• Summary of the article and findings:

Undifferentiated neural precursor cells (NPCs) have been proven to be electrosensitive, which means they have the ability to respond to electric fields. Previous studies have already demonstrated that direct current electric fields (dcEF) could lead to rapid and cathode-directed migration of NPCs, also known as galvanotaxis. This article investigated the usage of balanced biphasic bipolar pulses instead of dcEF, which has been suggested that it could promote cell survival and anti-apoptotic effects in growth factor-depleted conditions. It was proposed to be able to minimize the accumulation of charge and toxic by-products. In order to investigate the migratory properties of the NPCs cells with the application of biphasic stimulation, in vitro galvanotaxis chamber with NPCs extracted from mouse subventricular zone plated on a slide was stimulated. Live cell time-lapse imaging and cell-tracking techniques were used to analyze the migratory behaviour of the cells in the presence of the biphasic electric fields. In addition, similar methodology was used to compare the differences between biphasic bipolar and biphasic monopolar stimulation to induce galvanotaxis of NPCs. Undifferentiated adult mouse subependymal NPCs exposed to biphasic monopolar stimulation undergo rapid and directed migration toward the cathode. The results from the experiments suggested that balanced biphasic electric fields successfully induced galvanotaxis of on undifferentiated NPCs and the migration was directed towards the cathode. In addition, the cells only responded to biphasic monopolar stimulation and that differentiated NPCs fails to migrate with the application of electric fields.

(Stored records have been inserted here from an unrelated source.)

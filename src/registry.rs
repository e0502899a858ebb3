//! Module registry.
//!
//! Every module identity maps to one [`ModuleSlot`]. A slot moves through
//! three phases:
//!
//! ```text
//! Uncompiled --first call--> Building --success--> Compiled (final)
//!     ^                         |
//!     +--------failure----------+
//! ```
//!
//! Entering `Building` happens under the slot's lock, so exactly one thread
//! builds a module at a time. Threads that arrive during a build wait for
//! that attempt and share its result; a failed attempt leaves the slot
//! `Uncompiled` for the next caller to retry.

use std::sync::{Arc, Condvar, Mutex, MutexGuard, PoisonError};

use rustc_hash::FxHashMap;
use xenoform_codegen::ModuleSpec;
use xenoform_core::{AssemblyError, FunctionSpec, XenoformError};

fn lock<T>(mutex: &Mutex<T>) -> MutexGuard<'_, T> {
    mutex.lock().unwrap_or_else(PoisonError::into_inner)
}

/// Lifecycle phase of a module.
#[derive(Debug)]
pub enum Phase<A> {
    Uncompiled,
    Building,
    Compiled(Arc<A>),
}

impl<A> Phase<A> {
    pub fn name(&self) -> &'static str {
        match self {
            Phase::Uncompiled => "uncompiled",
            Phase::Building => "building",
            Phase::Compiled(_) => "compiled",
        }
    }
}

struct SlotState<A> {
    phase: Phase<A>,
    spec: ModuleSpec,
    /// Incremented each time a build starts.
    attempt: u64,
    last_failure: Option<(u64, XenoformError)>,
}

pub struct ModuleSlot<A> {
    state: Mutex<SlotState<A>>,
    finished: Condvar,
}

/// Returns the slot to `Uncompiled` if a build unwinds.
struct BuildGuard<'a, A> {
    slot: &'a ModuleSlot<A>,
    armed: bool,
}

impl<A> Drop for BuildGuard<'_, A> {
    fn drop(&mut self) {
        if self.armed {
            let mut state = lock(&self.slot.state);
            state.phase = Phase::Uncompiled;
            self.slot.finished.notify_all();
        }
    }
}

impl<A> ModuleSlot<A> {
    pub fn new(name: impl Into<String>) -> Self {
        Self {
            state: Mutex::new(SlotState {
                phase: Phase::Uncompiled,
                spec: ModuleSpec::new(name),
                attempt: 0,
                last_failure: None,
            }),
            finished: Condvar::new(),
        }
    }

    /// Add a function to the module. Only possible until a build succeeds.
    ///
    /// Once a build has failed, declaring a function again under the same
    /// name replaces the earlier declaration so the next attempt compiles
    /// the corrected body.
    pub fn add_function(&self, function: FunctionSpec) -> Result<(), AssemblyError> {
        let mut state = lock(&self.state);
        if !matches!(state.phase, Phase::Uncompiled) {
            return Err(AssemblyError::ModuleAlreadyCompiled {
                module: state.spec.name().to_string(),
                function: function.name.to_string(),
            });
        }
        if state.attempt > 0 {
            state.spec.replace_function(function)
        } else {
            state.spec.add_function(function)
        }
    }

    /// Snapshot of the module's functions.
    pub fn spec(&self) -> ModuleSpec {
        lock(&self.state).spec.clone()
    }

    pub fn phase_name(&self) -> &'static str {
        lock(&self.state).phase.name()
    }

    pub fn is_compiled(&self) -> bool {
        matches!(lock(&self.state).phase, Phase::Compiled(_))
    }

    /// Number of builds started so far.
    pub fn attempts(&self) -> u64 {
        lock(&self.state).attempt
    }

    /// The compiled artifact, running `build` first if nobody has yet.
    ///
    /// `build` runs without the lock held, on at most one thread at a time.
    pub fn get_or_build<F>(&self, build: F) -> Result<Arc<A>, XenoformError>
    where
        F: FnOnce(&ModuleSpec) -> Result<A, XenoformError>,
    {
        let mut state = lock(&self.state);
        loop {
            let awaited = match &state.phase {
                Phase::Compiled(artifact) => return Ok(Arc::clone(artifact)),
                Phase::Uncompiled => break,
                Phase::Building => state.attempt,
            };
            state = self
                .finished
                .wait_while(state, |s| {
                    matches!(s.phase, Phase::Building) && s.attempt == awaited
                })
                .unwrap_or_else(PoisonError::into_inner);
            match &state.last_failure {
                Some((attempt, err)) if *attempt == awaited => return Err(err.clone()),
                _ => {}
            }
        }

        state.phase = Phase::Building;
        state.attempt += 1;
        let attempt = state.attempt;
        let spec = state.spec.clone();
        drop(state);

        let mut guard = BuildGuard {
            slot: self,
            armed: true,
        };
        let result = build(&spec);

        let mut state = lock(&self.state);
        guard.armed = false;
        let outcome = match result {
            Ok(artifact) => {
                let artifact = Arc::new(artifact);
                state.phase = Phase::Compiled(Arc::clone(&artifact));
                state.last_failure = None;
                Ok(artifact)
            }
            Err(err) => {
                state.phase = Phase::Uncompiled;
                state.last_failure = Some((attempt, err.clone()));
                Err(err)
            }
        };
        self.finished.notify_all();
        outcome
    }
}

/// Module identity to slot. Slots are created on first use and never removed.
pub struct Registry<A> {
    modules: Mutex<FxHashMap<String, Arc<ModuleSlot<A>>>>,
}

impl<A> Default for Registry<A> {
    fn default() -> Self {
        Self {
            modules: Mutex::new(FxHashMap::default()),
        }
    }
}

impl<A> Registry<A> {
    pub fn new() -> Self {
        Self::default()
    }

    /// The slot for `module`, created if needed.
    pub fn slot(&self, module: &str) -> Arc<ModuleSlot<A>> {
        let mut modules = lock(&self.modules);
        Arc::clone(
            modules
                .entry(module.to_string())
                .or_insert_with(|| Arc::new(ModuleSlot::new(module))),
        )
    }

    pub fn get(&self, module: &str) -> Option<Arc<ModuleSlot<A>>> {
        lock(&self.modules).get(module).cloned()
    }

    /// Registered module names, sorted.
    pub fn module_names(&self) -> Vec<String> {
        let mut names: Vec<String> = lock(&self.modules).keys().cloned().collect();
        names.sort();
        names
    }
}

#[cfg(test)]
mod tests {
    use super::*;
    use std::panic::{AssertUnwindSafe, catch_unwind};
    use std::sync::Barrier;
    use std::sync::atomic::{AtomicUsize, Ordering};
    use std::thread;
    use std::time::Duration;

    use xenoform_core::{BuildError, CompileConfig, FunctionKind, QualifiedName, TypeNode};

    fn function(name: &str, module: &str) -> FunctionSpec {
        FunctionSpec {
            name: QualifiedName::global(name),
            module: module.into(),
            kind: FunctionKind::Free,
            params: vec![],
            return_type: TypeNode::none(),
            return_qualifier: Default::default(),
            body: String::new(),
            config: CompileConfig::default(),
        }
    }

    fn build_failure() -> XenoformError {
        BuildError::Toolchain {
            module: "m".into(),
            diagnostics: "error".into(),
        }
        .into()
    }

    #[test]
    fn phases() {
        let slot: ModuleSlot<u32> = ModuleSlot::new("m");
        assert_eq!(slot.phase_name(), "uncompiled");
        let value = slot.get_or_build(|_| Ok(7)).unwrap();
        assert_eq!(*value, 7);
        assert!(slot.is_compiled());
        assert_eq!(slot.phase_name(), "compiled");

        // compiled is final
        let again = slot.get_or_build(|_| Ok(8)).unwrap();
        assert_eq!(*again, 7);
        assert_eq!(slot.attempts(), 1);
    }

    #[test]
    fn build_sees_registered_functions() {
        let slot: ModuleSlot<usize> = ModuleSlot::new("m");
        slot.add_function(function("f", "m")).unwrap();
        slot.add_function(function("g", "m")).unwrap();
        let count = slot.get_or_build(|spec| Ok(spec.len())).unwrap();
        assert_eq!(*count, 2);
    }

    #[test]
    fn no_functions_after_compilation() {
        let slot: ModuleSlot<()> = ModuleSlot::new("m");
        slot.add_function(function("f", "m")).unwrap();
        slot.get_or_build(|_| Ok(())).unwrap();
        assert!(matches!(
            slot.add_function(function("g", "m")),
            Err(AssemblyError::ModuleAlreadyCompiled { .. })
        ));
    }

    #[test]
    fn redeclaring_after_failure_replaces() {
        let slot: ModuleSlot<String> = ModuleSlot::new("m");
        slot.add_function(function("f", "m")).unwrap();
        assert!(matches!(
            slot.add_function(function("f", "m")),
            Err(AssemblyError::DuplicateFunction { .. })
        ));
        slot.get_or_build(|_| Err(build_failure())).unwrap_err();

        let mut fixed = function("f", "m");
        fixed.body = "return;".into();
        slot.add_function(fixed).unwrap();
        let body = slot
            .get_or_build(|spec| {
                assert_eq!(spec.len(), 1);
                Ok(spec.functions()[0].body.clone())
            })
            .unwrap();
        assert_eq!(*body, "return;");
    }

    #[test]
    fn failure_returns_to_uncompiled() {
        let slot: ModuleSlot<u32> = ModuleSlot::new("m");
        let err = slot.get_or_build(|_| Err(build_failure())).unwrap_err();
        assert!(err.is_build());
        assert_eq!(slot.phase_name(), "uncompiled");

        let value = slot.get_or_build(|_| Ok(1)).unwrap();
        assert_eq!(*value, 1);
        assert_eq!(slot.attempts(), 2);
    }

    #[test]
    fn panic_during_build_resets_slot() {
        let slot: ModuleSlot<u32> = ModuleSlot::new("m");
        let result = catch_unwind(AssertUnwindSafe(|| {
            let _ = slot.get_or_build(|_| panic!("toolchain crashed"));
        }));
        assert!(result.is_err());
        assert_eq!(slot.phase_name(), "uncompiled");
        assert_eq!(*slot.get_or_build(|_| Ok(3)).unwrap(), 3);
    }

    #[test]
    fn concurrent_callers_build_once() {
        let slot: Arc<ModuleSlot<u32>> = Arc::new(ModuleSlot::new("m"));
        let builds = Arc::new(AtomicUsize::new(0));
        let barrier = Arc::new(Barrier::new(8));

        let handles: Vec<_> = (0..8)
            .map(|_| {
                let slot = Arc::clone(&slot);
                let builds = Arc::clone(&builds);
                let barrier = Arc::clone(&barrier);
                thread::spawn(move || {
                    barrier.wait();
                    slot.get_or_build(|_| {
                        builds.fetch_add(1, Ordering::SeqCst);
                        thread::sleep(Duration::from_millis(50));
                        Ok(42)
                    })
                })
            })
            .collect();

        for handle in handles {
            assert_eq!(*handle.join().unwrap().unwrap(), 42);
        }
        assert_eq!(builds.load(Ordering::SeqCst), 1);
    }

    #[test]
    fn waiters_share_a_failure() {
        let slot: Arc<ModuleSlot<u32>> = Arc::new(ModuleSlot::new("m"));
        let barrier = Arc::new(Barrier::new(4));

        let handles: Vec<_> = (0..4)
            .map(|_| {
                let slot = Arc::clone(&slot);
                let barrier = Arc::clone(&barrier);
                thread::spawn(move || {
                    barrier.wait();
                    slot.get_or_build(|_| {
                        thread::sleep(Duration::from_millis(50));
                        Err(build_failure())
                    })
                })
            })
            .collect();

        for handle in handles {
            assert_eq!(handle.join().unwrap().unwrap_err(), build_failure());
        }
        assert_eq!(slot.phase_name(), "uncompiled");
    }

    #[test]
    fn registry_creates_slots_lazily() {
        let registry: Registry<()> = Registry::new();
        assert!(registry.get("basic").is_none());
        let a = registry.slot("basic");
        let b = registry.slot("basic");
        assert!(Arc::ptr_eq(&a, &b));
        registry.slot("alpha");
        assert_eq!(registry.module_names(), vec!["alpha", "basic"]);
    }
}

• Overall strengths of the article and what impact it might have in your field:

The authors provided a clear and succinct background regarding what is already known in the field. Detailed information was provided for topics relating to the objective listed in the abstract and why it led to the research question of the article. The article was then able to answer its objective, supported by the data collected from the experiments performed. Figures were able to convey what the authors wanted to prove, mainly regarding the fact that the NPCs could migrate under the influence of biphasic stimulation. The results were discussed from various angles and were connected to what were suggested in other literature. By live-cell recording the cells’ migration in vitro, it was able to clearly trace the response to the electrical fields in real time. Also, the migration analysis software enabled the analysis of magnitude of velocity, directedness and tortuosity of migration. It allows better understanding of the response of the cells to the electric fields such as figuring out to what extend would the different parameters be altered.

Despite the effectiveness of dcEF in promoting galvanotaxis in undifferentiated NPCs, one of the major hurdles is that prolonged exposure to dcEF results in charge accumulation. This could cause electrode corrosion, the formation of toxic chemical species and tissue damage. The charged-balanced biphasic stimulation was suggested as an alternative that could minimize the adverse effects. In addition, the experiments demonstrated that only undifferentiated cells respond to the electrical stimulation. It provided insight for clinical applications as it limits the cell type that the stimulation could influence as well as leads to further investigations in terms of why the differentiated cell type fails to respond.

• Specific comments on weaknesses of the article and what could be done to improve it:

Major points:

1. In addition to the comparison between the biphasic monopolar, biphasic bipolar, and no stimulation, dcEF could also be included as one of the stimulation conditions. The same analysis of the cells in terms of their migratory behaviours could be performed for dcEF stimulation. This could allow clearer comparisons between the different stimulations and could act as a positive control as it has been proven that it does promote rapid NPC migration.

2. Since one of the major advantages of biphasic stimulation is that it can minimize the adverse effects from dcEF, the authors could better support their hypothesis if they could perform a cell survival analysis post-stimulation with dcEF or biphasic stimulation. This simple experiment could allow the authors to clearly demonstrate that biphasic stimulation can reduce toxicity via cell survival rate. This could be achieved with TUNEL assay.

3. As biphasic stimulation is the new proposed electrical stimulation, more description of how it works, the differences between dcEF and biphasic stimulation could be added as a part of the background in the introduction. There was only one citation regarding previous studies on biphasic stimulation, more articles on the topic could be provided for a more informative background and allow the audience to better understand the rationale behind selecting biphasic stimulation.

Minor points:

1. In the discussion, future direction was mentioned to be in vivo work. It is believed that there are other steps, such as assessing cell survival, proliferation, and differentiation in vitro, could also be included to verify the effects of biphasic stimulation before moving forward to in vivo work. The above could be achieved with immunocytochemistry staining with various proliferation markers as well as specific cell type markers.

2. Many other literatures used a 3 hours stimulation paradigm for NPCs instead of 6 hours and the reason for choosing this duration was not mentioned in the paper. It would be good to demonstrate cells’ migratory behaviour in 3 hours so that it is more comparable to other articles, aiding in making connections with other results to validate the authors' findings.

3. In Figure 3 and 4 A, B, C, the x-axis could also be labelled for better formatted diagrams, and allows the audience to have a better idea of what the x-axis is representing without reading the text.